Two pearls. Nitroprusside-related cyanide toxicity risk rises with prolonged infusion over twenty-four hours, high infusion rates of five to ten micrograms per kilogram per minute, and chronic kidney disease. And to prevent cardiorespiratory arrest and permanent neurologic disability, smoke inhalation victims should be treated empirically for cyanide toxicity. Do not wait for confirmation.
Carbon Monoxide Poisoning
Carbon monoxide poisoning. Epidemiology: smoke inhalation, defective heating systems, and gas motors running in poorly ventilated areas. Manifestations split by severity. Mild to moderate gives headache, confusion, malaise, dizziness, and nausea.

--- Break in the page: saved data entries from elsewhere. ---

use super::geometry::Rect;
use super::tiles::TileCollisionIndex;

/// Rectangle mover resolved against the tile index one axis at a time.
/// Position is the hitbox's top-left corner.
#[derive(Debug, Clone, Copy, PartialEq, Default)]
pub struct KinematicBody {
    pub hitbox: Rect,
    pub vx: f32,
    pub vy: f32,
    pub on_ground: bool,
    pub on_wall: bool,
}

impl KinematicBody {
    pub fn new(hitbox: Rect) -> Self {
        Self {
            hitbox,
            ..Self::default()
        }
    }

    /// Adds one tick of gravity and caps the downward speed so a body never
    /// skips over a tile in a single step.
    pub fn apply_gravity(&mut self, gravity: f32, max_fall_speed: f32) {
        self.vy = (self.vy + gravity).min(max_fall_speed);
    }

    /// Horizontal pass, then vertical pass, then the airborne wall probe and
    /// the level-bounds clamp. Horizontal resolution always runs first, so a
    /// body driven into a corner ends up hugging the wall.
    pub fn step_axis_separated(&mut self, tiles: &TileCollisionIndex, wall_probe_margin: f32) {
        self.move_horizontal(tiles);
        self.move_vertical(tiles);
        let probe = self.hitbox.inflated(wall_probe_margin.max(0.0), 0.0);
        self.on_wall = !self.on_ground && tiles.any_overlapping(&probe);
        self.clamp_to_bounds(tiles.bounds());
    }

    /// Vertical pass plus bounds clamp only. Used by bodies that never move
    /// sideways on their own.
    pub fn step_vertical(&mut self, tiles: &TileCollisionIndex) {
        self.move_vertical(tiles);
        self.on_wall = false;
        self.clamp_to_bounds(tiles.bounds());
    }

    /// Moves in sub-steps no longer than one tile so no speed can carry the
    /// body past a tile in a single tick.
    fn move_horizontal(&mut self, tiles: &TileCollisionIndex) {
        if self.vx == 0.0 {
            return;
        }
        let distance = limit_travel(self.vx, tiles.bounds().width);
        let steps = substeps(distance, tiles.cell_size());
        let dx = distance / steps as f32;
        for _ in 0..steps {
            self.hitbox.x += dx;
            let mut clamped = false;
            for tile in tiles.rects_overlapping(&self.hitbox) {
                if !tile.overlaps(&self.hitbox) {
                    continue;
                }
                if dx > 0.0 {
                    self.hitbox.set_right(tile.left());
                } else {
                    self.hitbox.set_left(tile.right());
                }
                clamped = true;
            }
            if clamped {
                self.vx = 0.0;
                return;
            }
        }
    }

    fn move_vertical(&mut self, tiles: &TileCollisionIndex) {
        self.on_ground = false;
        if self.vy == 0.0 {
            return;
        }
        let distance = limit_travel(self.vy, tiles.bounds().height);
        let steps = substeps(distance, tiles.cell_size());
        let dy = distance / steps as f32;
        for _ in 0..steps {
            self.hitbox.y += dy;
            let mut clamped = false;
            for tile in tiles.rects_overlapping(&self.hitbox) {
                if !tile.overlaps(&self.hitbox) {
                    continue;
                }
                if dy > 0.0 {
                    self.hitbox.set_bottom(tile.top());
                    self.on_ground = true;
                } else {
                    self.hitbox.set_top(tile.bottom());
                }
                clamped = true;
            }
            if clamped {
                self.vy = 0.0;
                return;
            }
        }
    }

    fn clamp_to_bounds(&mut self, bounds: Rect) {
        if bounds.width <= 0.0 || bounds.height <= 0.0 {
            return;
        }
        if self.hitbox.left() < bounds.left() {
            self.hitbox.set_left(bounds.left());
            self.vx = self.vx.max(0.0);
        } else if self.hitbox.right() > bounds.right() {
            self.hitbox.set_right(bounds.right());
            self.vx = self.vx.min(0.0);
        }
        if self.hitbox.top() < bounds.top() {
            self.hitbox.set_top(bounds.top());
            self.vy = self.vy.max(0.0);
        }
        if self.hitbox.bottom() >= bounds.bottom() {
            self.hitbox.set_bottom(bounds.bottom());
            self.vy = self.vy.min(0.0);
            self.on_ground = true;
            self.on_wall = false;
        }
    }
}

/// A body never needs to travel further than the level in one tick.
fn limit_travel(velocity: f32, extent: f32) -> f32 {
    if extent > 0.0 {
        velocity.clamp(-extent, extent)
    } else {
        velocity
    }
}

fn substeps(distance: f32, cell_size: f32) -> u32 {
    (distance.abs() / cell_size).ceil().max(1.0) as u32
}
use engine::Vec2;

/// Held state of every gameplay control for one tick, plus the aim point in
/// world coordinates. Edges are derived by the controllers from the previous
/// tick's held state.
#[derive(Debug, Clone, Copy, PartialEq, Default)]
pub struct TickInput {
    pub left: bool,
    pub right: bool,
    pub up: bool,
    pub down: bool,
    pub jump: bool,
    pub dash: bool,
    pub melee: bool,
    pub ranged: bool,
    pub aim: Option<Vec2>,
}

impl TickInput {
    /// -1, 0 or 1. Opposite directions cancel out.
    pub fn horizontal(&self) -> f32 {
        match (self.left, self.right) {
            (true, false) => -1.0,
            (false, true) => 1.0,
            _ => 0.0,
        }
    }

    /// -1 for up, 1 for down (y grows downward).
    pub fn vertical(&self) -> f32 {
        match (self.up, self.down) {
            (true, false) => -1.0,
            (false, true) => 1.0,
            _ => 0.0,
        }
    }
}

/// Rising edges of the edge-triggered controls.
#[derive(Debug, Clone, Copy, PartialEq, Eq, Default)]
pub(crate) struct InputEdges {
    pub jump: bool,
    pub melee: bool,
    pub ranged: bool,
}

impl InputEdges {
    pub fn between(previous: &TickInput, current: &TickInput) -> Self {
        Self {
            jump: current.jump && !previous.jump,
            melee: current.melee && !previous.melee,
            ranged: current.ranged && !previous.ranged,
        }
    }
}

#[cfg(test)]
mod tests {
    use super::*;

    #[test]
    fn opposite_directions_cancel() {
        let input = TickInput {
            left: true,
            right: true,
            ..TickInput::default()
        };
        assert_eq!(input.horizontal(), 0.0);
        assert_eq!(
            TickInput {
                up: true,
                ..TickInput::default()
            }
            .vertical(),
            -1.0
        );
    }

    #[test]
    fn edges_fire_only_on_press() {
        let idle = TickInput::default();
        let held = TickInput {
            jump: true,
            melee: true,
            ..TickInput::default()
        };

        let pressed = InputEdges::between(&idle, &held);
        assert!(pressed.jump && pressed.melee && !pressed.ranged);
        assert_eq!(InputEdges::between(&held, &held), InputEdges::default());
    }
}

Severe gives seizure, syncope, coma, myocardial ischemia, and arrhythmias. Diagnosis is the carboxyhemoglobin level on arterial blood gas, plus an E.C.G and cardiac enzymes if needed. On brain M.R.I, you may see bilateral, symmetric hyperintensity in the globus pallidus, that is the classic image. Treatment is high-flow hundred percent oxygen, with intubation and hyperbaric oxygen for severe cases.
Confirm the diagnosis by measuring carboxyhemoglobin: above three percent in nonsmokers, above ten percent in smokers. And just like with methemoglobin, standard pulse oximetry is unreliable here and can read normal, because it cannot differentiate carboxyhemoglobin from oxyhemoglobin.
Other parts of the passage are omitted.